Work order: Copy the lines of the entries exactly, from the opening one to the one holding "pub struct ConditionTracker", and leave out everything after.

*** Begin section ***

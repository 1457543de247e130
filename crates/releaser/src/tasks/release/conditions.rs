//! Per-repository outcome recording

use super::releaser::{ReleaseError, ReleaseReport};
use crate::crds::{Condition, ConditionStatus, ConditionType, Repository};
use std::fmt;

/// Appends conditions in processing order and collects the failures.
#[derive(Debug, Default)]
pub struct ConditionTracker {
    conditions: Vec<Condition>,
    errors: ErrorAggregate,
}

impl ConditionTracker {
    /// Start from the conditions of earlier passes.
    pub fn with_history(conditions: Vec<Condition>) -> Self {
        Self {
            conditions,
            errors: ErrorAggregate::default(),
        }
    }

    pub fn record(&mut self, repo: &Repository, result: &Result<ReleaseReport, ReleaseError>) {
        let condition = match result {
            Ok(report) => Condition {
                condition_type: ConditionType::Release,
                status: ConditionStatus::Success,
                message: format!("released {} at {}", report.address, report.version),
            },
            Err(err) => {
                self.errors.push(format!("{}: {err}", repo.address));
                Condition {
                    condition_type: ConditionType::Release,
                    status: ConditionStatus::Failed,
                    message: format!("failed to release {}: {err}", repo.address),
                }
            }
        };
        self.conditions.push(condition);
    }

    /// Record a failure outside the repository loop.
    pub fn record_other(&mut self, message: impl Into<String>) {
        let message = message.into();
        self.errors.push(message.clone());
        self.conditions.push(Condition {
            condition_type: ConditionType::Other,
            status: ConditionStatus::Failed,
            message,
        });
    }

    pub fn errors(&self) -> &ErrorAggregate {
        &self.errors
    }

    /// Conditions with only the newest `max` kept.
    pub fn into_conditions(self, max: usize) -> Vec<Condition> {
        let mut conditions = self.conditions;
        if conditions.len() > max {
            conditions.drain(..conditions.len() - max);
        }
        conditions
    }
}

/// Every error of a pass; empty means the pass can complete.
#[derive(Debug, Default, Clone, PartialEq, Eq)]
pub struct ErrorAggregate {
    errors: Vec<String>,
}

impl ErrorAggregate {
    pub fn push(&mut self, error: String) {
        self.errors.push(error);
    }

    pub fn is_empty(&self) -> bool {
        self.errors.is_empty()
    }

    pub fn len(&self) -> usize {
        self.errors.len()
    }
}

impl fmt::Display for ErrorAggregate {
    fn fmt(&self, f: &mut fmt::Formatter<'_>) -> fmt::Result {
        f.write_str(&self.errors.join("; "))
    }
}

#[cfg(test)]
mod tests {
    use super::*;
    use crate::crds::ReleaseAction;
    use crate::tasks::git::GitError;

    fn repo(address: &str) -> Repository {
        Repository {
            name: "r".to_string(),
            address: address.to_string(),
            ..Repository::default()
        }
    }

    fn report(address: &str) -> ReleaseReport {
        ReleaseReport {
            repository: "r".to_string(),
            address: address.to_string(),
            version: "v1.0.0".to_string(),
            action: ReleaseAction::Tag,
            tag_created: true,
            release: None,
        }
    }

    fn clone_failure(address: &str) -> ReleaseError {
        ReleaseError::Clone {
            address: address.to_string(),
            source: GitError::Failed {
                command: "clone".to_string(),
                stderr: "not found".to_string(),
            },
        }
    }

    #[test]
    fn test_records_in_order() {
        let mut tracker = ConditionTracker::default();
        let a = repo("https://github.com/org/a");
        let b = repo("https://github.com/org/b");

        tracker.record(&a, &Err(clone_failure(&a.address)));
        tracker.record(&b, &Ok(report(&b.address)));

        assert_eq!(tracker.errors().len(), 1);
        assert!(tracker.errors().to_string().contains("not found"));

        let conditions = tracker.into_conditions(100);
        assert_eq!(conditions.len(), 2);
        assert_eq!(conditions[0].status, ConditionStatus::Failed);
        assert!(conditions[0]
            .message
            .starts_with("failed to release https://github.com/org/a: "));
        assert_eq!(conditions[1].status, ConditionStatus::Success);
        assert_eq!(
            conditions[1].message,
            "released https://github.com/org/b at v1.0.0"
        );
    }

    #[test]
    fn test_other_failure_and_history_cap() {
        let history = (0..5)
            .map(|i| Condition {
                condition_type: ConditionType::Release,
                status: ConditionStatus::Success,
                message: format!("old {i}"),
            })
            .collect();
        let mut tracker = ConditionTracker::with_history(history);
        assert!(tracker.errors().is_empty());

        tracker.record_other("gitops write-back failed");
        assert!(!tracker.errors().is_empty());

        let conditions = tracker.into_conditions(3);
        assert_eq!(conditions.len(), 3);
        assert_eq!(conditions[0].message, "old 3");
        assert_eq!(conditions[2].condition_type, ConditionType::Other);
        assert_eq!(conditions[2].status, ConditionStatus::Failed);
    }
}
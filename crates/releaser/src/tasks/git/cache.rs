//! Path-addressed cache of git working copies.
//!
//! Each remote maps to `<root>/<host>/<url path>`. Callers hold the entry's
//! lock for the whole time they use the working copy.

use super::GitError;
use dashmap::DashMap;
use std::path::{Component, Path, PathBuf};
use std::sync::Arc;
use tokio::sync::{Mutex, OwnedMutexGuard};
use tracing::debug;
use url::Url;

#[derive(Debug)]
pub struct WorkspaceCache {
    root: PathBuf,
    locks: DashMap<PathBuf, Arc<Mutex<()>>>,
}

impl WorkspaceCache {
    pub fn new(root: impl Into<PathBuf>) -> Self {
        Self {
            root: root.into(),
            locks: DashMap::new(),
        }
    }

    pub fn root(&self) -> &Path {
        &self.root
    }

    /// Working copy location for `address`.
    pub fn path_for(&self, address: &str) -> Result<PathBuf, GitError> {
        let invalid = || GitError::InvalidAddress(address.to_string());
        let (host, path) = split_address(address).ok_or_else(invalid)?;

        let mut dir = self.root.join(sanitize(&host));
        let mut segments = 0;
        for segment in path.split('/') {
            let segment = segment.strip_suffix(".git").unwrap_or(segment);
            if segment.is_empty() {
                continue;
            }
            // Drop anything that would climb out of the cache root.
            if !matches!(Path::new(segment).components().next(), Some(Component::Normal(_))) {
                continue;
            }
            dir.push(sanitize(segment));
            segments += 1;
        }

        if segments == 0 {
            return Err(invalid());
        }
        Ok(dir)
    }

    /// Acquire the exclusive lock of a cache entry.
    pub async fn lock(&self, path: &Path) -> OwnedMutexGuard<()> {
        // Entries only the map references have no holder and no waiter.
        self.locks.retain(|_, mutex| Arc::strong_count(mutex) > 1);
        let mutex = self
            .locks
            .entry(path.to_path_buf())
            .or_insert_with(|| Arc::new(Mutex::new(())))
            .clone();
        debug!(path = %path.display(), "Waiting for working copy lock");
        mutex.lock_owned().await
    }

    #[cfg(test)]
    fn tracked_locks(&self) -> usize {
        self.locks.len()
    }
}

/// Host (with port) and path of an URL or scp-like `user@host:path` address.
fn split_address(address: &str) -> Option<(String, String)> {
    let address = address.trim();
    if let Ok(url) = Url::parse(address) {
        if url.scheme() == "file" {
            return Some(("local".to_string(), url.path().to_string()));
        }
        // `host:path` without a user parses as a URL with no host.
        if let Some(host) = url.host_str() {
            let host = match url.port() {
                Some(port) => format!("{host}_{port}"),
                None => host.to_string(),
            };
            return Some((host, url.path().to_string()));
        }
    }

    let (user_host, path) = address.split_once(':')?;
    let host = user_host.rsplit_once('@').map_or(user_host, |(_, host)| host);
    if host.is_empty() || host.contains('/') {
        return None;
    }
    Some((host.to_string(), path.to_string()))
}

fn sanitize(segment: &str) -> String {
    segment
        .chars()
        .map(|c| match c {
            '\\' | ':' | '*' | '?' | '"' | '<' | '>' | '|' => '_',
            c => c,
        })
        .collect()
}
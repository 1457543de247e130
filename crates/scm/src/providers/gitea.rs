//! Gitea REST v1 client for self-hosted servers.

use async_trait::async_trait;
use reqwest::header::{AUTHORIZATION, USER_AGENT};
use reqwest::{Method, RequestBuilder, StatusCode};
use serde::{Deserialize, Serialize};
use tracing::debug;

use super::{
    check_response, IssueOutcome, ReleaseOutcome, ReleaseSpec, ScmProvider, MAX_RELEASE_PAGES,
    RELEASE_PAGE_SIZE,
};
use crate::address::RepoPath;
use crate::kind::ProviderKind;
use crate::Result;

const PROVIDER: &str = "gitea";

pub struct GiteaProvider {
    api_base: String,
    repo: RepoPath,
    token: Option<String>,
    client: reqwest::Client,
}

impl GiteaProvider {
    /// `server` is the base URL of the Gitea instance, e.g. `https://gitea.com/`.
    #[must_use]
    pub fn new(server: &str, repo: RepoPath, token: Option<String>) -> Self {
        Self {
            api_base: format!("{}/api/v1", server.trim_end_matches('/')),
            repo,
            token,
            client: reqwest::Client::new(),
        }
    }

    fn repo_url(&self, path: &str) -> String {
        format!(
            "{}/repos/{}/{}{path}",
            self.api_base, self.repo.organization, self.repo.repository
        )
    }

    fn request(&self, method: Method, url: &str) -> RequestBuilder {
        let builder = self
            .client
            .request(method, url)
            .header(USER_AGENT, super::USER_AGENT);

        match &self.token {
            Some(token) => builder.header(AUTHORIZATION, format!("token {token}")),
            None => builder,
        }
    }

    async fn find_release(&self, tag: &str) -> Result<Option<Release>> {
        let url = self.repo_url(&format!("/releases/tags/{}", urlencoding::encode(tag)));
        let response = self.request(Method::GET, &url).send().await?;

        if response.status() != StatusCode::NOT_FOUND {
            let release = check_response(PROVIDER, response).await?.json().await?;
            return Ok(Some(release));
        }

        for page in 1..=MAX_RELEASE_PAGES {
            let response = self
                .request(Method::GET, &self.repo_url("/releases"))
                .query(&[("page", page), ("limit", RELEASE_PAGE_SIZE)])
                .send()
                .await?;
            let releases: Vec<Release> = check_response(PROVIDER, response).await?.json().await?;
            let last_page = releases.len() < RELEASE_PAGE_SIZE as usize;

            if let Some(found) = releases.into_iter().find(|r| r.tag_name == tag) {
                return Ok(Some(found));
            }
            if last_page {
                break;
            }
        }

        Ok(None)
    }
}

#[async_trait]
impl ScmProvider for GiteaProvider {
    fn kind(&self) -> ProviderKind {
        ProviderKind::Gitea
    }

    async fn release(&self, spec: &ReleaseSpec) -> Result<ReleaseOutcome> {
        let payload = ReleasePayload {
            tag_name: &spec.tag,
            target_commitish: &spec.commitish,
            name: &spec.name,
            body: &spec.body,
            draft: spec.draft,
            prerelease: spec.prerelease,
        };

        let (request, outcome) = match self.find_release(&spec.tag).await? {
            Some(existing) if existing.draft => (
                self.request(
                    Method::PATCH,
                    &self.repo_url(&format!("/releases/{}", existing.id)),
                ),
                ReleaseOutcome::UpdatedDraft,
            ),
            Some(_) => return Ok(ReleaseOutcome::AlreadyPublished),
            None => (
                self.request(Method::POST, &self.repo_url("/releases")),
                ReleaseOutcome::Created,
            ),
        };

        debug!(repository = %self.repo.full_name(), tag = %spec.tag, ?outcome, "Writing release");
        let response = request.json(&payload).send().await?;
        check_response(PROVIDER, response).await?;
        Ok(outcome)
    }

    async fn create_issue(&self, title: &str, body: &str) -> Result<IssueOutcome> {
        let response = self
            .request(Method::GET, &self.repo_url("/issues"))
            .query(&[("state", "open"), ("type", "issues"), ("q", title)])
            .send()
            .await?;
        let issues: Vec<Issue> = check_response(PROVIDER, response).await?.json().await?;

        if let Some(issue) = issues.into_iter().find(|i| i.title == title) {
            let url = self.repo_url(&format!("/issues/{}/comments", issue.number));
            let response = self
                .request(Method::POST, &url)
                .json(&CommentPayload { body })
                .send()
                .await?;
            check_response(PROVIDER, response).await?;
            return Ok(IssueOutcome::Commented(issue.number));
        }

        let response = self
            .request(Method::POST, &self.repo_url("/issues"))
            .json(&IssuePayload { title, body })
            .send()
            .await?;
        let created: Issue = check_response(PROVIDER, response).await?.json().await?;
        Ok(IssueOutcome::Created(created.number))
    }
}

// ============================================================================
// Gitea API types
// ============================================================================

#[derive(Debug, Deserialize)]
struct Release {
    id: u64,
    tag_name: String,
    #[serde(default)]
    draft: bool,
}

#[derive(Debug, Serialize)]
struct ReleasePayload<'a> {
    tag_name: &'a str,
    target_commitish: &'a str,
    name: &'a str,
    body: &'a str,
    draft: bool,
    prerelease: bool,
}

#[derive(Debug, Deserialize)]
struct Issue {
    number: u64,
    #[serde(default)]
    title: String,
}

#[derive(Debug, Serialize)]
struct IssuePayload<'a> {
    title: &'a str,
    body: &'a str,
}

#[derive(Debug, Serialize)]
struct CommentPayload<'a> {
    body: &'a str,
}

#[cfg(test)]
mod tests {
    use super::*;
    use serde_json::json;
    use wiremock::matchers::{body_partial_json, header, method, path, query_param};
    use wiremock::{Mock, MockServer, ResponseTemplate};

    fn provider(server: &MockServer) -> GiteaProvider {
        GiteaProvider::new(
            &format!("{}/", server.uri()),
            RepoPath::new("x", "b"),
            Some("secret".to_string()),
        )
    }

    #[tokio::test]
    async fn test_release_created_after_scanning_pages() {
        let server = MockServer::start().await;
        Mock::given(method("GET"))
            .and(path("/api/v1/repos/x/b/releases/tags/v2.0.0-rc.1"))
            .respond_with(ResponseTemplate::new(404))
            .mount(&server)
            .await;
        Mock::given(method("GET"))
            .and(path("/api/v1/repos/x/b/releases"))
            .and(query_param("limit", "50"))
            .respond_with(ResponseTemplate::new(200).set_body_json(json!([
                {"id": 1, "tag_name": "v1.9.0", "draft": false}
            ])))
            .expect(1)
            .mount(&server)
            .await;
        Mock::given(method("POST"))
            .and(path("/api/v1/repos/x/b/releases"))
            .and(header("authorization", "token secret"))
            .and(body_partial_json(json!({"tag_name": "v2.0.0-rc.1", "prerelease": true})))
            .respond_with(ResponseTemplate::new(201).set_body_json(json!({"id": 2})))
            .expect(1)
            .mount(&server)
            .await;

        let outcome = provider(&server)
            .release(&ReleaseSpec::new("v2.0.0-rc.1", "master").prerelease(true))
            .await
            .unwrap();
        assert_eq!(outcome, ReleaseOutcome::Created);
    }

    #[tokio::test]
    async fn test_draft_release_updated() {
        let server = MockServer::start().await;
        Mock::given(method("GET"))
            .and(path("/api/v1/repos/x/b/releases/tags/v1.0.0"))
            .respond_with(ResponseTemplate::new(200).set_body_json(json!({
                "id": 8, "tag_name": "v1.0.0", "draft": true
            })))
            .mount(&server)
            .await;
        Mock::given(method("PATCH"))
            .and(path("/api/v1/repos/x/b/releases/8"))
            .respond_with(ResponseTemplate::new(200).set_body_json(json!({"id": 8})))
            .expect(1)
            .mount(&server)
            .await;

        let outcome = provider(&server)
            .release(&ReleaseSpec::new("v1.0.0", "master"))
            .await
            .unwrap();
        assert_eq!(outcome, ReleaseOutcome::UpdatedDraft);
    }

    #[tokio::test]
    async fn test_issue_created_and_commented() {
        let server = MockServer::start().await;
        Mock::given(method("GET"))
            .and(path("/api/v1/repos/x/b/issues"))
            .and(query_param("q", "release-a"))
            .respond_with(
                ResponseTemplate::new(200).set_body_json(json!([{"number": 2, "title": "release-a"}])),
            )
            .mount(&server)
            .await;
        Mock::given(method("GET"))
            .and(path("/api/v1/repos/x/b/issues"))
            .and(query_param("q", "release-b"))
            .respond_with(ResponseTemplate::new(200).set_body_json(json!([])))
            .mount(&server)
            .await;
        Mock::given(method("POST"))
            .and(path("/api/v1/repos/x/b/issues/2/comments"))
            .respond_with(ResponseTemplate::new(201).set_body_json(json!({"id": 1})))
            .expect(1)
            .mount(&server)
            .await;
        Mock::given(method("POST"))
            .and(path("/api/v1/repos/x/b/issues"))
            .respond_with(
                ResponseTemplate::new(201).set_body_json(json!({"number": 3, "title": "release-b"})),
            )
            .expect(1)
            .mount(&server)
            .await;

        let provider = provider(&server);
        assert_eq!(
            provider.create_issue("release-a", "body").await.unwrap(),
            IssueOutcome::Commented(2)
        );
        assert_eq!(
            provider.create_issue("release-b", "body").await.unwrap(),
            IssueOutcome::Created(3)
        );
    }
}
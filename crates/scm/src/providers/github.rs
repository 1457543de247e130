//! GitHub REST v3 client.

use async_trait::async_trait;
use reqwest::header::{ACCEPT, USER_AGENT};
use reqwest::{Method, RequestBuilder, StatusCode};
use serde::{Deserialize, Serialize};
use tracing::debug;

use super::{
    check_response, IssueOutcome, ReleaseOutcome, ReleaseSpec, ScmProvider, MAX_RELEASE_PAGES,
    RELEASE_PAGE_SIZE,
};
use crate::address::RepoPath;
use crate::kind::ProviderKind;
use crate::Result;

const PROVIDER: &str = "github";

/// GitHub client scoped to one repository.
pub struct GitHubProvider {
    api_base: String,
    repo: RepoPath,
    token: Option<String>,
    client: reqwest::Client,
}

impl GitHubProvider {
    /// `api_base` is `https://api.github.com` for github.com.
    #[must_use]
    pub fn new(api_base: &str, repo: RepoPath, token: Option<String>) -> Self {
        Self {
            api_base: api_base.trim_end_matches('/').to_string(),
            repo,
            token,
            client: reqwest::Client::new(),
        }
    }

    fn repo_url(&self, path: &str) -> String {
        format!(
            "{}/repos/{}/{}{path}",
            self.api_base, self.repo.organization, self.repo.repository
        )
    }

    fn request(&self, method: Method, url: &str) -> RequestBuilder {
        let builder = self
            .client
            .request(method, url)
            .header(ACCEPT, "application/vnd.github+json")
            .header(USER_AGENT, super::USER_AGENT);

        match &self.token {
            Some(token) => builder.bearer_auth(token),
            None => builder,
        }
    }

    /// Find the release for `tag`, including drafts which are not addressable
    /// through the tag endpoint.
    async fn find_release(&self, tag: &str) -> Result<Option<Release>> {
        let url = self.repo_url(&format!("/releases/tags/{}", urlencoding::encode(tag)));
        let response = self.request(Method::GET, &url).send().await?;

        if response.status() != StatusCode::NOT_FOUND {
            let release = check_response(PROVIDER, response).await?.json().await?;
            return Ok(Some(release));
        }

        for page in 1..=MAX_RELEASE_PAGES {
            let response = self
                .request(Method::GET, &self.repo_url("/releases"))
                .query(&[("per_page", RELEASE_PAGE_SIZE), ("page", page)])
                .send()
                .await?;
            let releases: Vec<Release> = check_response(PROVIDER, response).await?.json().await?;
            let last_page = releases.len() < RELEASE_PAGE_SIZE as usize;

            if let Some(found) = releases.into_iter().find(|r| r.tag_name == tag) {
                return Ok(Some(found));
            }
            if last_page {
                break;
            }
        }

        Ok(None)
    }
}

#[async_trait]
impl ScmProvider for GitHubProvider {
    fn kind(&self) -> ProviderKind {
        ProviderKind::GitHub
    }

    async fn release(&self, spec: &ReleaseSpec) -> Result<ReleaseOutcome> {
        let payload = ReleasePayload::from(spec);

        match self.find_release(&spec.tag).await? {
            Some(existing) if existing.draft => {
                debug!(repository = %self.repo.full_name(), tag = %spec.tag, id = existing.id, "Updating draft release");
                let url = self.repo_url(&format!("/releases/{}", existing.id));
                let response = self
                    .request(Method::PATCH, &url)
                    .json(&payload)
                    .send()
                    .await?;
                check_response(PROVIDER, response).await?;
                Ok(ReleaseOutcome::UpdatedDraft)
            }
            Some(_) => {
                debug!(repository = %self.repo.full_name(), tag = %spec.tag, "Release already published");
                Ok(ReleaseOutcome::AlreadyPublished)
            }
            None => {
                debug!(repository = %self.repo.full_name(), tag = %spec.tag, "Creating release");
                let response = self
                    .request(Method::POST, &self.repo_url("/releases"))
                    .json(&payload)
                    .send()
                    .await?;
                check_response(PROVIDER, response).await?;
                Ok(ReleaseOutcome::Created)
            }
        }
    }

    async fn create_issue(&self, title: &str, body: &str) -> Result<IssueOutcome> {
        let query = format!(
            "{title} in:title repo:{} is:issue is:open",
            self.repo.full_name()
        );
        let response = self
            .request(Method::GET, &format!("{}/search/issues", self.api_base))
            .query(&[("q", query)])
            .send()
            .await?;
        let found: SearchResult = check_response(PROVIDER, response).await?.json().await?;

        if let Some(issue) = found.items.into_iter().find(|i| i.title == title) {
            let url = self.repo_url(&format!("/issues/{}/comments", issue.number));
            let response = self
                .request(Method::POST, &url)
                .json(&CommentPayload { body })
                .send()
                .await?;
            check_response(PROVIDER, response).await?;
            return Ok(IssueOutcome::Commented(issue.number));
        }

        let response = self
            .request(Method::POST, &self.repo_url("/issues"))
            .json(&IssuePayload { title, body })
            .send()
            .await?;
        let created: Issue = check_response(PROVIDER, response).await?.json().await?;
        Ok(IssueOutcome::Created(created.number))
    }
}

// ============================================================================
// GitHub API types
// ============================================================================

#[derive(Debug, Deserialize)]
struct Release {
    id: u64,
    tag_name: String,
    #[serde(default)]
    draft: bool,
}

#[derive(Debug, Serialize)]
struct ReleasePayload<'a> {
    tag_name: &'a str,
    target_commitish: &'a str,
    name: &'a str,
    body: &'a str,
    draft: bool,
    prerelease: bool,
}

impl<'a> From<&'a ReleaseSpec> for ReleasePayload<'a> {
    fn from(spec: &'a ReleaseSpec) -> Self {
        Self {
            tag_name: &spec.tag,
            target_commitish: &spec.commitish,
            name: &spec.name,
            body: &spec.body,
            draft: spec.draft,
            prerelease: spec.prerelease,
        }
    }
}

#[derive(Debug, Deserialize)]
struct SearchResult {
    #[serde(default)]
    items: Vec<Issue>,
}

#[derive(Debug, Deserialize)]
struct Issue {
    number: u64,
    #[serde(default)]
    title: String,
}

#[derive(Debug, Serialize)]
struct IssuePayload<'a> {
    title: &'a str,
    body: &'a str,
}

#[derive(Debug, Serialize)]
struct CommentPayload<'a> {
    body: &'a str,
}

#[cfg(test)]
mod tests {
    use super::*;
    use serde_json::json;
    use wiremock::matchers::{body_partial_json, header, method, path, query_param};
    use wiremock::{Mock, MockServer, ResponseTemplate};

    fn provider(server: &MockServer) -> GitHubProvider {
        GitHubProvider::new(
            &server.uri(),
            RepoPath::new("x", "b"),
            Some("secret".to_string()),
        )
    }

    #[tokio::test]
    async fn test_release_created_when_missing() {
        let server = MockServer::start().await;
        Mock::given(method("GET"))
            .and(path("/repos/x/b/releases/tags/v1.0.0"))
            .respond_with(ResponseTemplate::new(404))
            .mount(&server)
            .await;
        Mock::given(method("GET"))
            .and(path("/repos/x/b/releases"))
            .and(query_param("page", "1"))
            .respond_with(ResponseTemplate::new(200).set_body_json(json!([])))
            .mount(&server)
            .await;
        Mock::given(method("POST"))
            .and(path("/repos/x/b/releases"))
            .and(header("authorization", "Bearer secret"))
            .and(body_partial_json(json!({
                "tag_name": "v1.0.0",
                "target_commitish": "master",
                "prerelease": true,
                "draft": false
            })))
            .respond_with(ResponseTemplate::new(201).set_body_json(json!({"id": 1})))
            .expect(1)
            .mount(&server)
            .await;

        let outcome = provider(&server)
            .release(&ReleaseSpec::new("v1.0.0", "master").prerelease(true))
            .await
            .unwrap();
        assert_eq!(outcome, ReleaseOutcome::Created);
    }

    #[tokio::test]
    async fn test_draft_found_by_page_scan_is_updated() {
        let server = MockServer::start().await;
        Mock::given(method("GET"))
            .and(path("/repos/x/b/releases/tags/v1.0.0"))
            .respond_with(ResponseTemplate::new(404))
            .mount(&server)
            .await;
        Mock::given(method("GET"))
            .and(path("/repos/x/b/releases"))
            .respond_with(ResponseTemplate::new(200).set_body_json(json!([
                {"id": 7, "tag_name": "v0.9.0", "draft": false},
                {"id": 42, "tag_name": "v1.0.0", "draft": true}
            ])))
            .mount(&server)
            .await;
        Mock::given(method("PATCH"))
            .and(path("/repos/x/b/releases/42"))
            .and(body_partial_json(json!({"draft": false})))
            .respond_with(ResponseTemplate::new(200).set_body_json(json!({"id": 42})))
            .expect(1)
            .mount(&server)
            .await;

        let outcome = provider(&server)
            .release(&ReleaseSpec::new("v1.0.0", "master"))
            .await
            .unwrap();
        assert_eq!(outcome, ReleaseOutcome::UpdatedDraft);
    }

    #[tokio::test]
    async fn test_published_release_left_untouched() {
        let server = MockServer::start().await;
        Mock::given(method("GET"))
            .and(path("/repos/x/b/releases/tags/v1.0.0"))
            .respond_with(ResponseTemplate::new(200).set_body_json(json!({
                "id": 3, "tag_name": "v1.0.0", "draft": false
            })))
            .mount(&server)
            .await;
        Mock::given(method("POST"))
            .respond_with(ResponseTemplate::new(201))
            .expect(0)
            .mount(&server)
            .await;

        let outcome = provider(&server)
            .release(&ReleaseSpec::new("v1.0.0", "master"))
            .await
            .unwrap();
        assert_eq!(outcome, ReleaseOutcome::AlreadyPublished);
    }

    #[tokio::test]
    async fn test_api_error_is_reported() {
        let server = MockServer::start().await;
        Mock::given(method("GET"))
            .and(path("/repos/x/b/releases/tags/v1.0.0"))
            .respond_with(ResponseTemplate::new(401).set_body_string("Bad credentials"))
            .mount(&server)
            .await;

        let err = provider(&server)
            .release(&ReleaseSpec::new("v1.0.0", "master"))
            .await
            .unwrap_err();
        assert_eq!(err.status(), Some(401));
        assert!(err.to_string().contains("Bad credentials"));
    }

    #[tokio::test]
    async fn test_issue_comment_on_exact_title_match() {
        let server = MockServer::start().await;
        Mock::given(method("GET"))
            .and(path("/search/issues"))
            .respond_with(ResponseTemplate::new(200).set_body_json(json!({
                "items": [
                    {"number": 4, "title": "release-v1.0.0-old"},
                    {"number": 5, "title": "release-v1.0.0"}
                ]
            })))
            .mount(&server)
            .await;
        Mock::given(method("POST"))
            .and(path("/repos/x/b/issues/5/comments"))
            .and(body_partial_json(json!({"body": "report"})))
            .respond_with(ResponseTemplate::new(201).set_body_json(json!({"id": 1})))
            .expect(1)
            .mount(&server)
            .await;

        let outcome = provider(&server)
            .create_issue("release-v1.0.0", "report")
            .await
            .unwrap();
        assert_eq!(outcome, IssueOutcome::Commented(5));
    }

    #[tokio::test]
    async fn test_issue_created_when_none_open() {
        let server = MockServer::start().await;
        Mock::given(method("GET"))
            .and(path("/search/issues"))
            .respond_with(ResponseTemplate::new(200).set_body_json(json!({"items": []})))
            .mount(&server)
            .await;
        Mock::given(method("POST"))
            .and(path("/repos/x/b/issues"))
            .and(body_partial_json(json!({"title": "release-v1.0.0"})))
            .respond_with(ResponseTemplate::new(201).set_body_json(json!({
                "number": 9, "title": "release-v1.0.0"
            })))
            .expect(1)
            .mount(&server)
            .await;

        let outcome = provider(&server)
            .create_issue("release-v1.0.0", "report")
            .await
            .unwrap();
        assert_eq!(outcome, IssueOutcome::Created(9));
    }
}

*** End section ***

Response box:
repository 1457543de247e130
filename crates/releaser/src/tasks/release/conditions.rs
//! Per-repository outcome recording

use super::releaser::{ReleaseError, ReleaseReport};
use crate::crds::{Condition, ConditionStatus, ConditionType, Repository};
use std::fmt;

/// Appends conditions in processing order and collects the failures.
#[derive(Debug, Default)]
pub struct ConditionTracker {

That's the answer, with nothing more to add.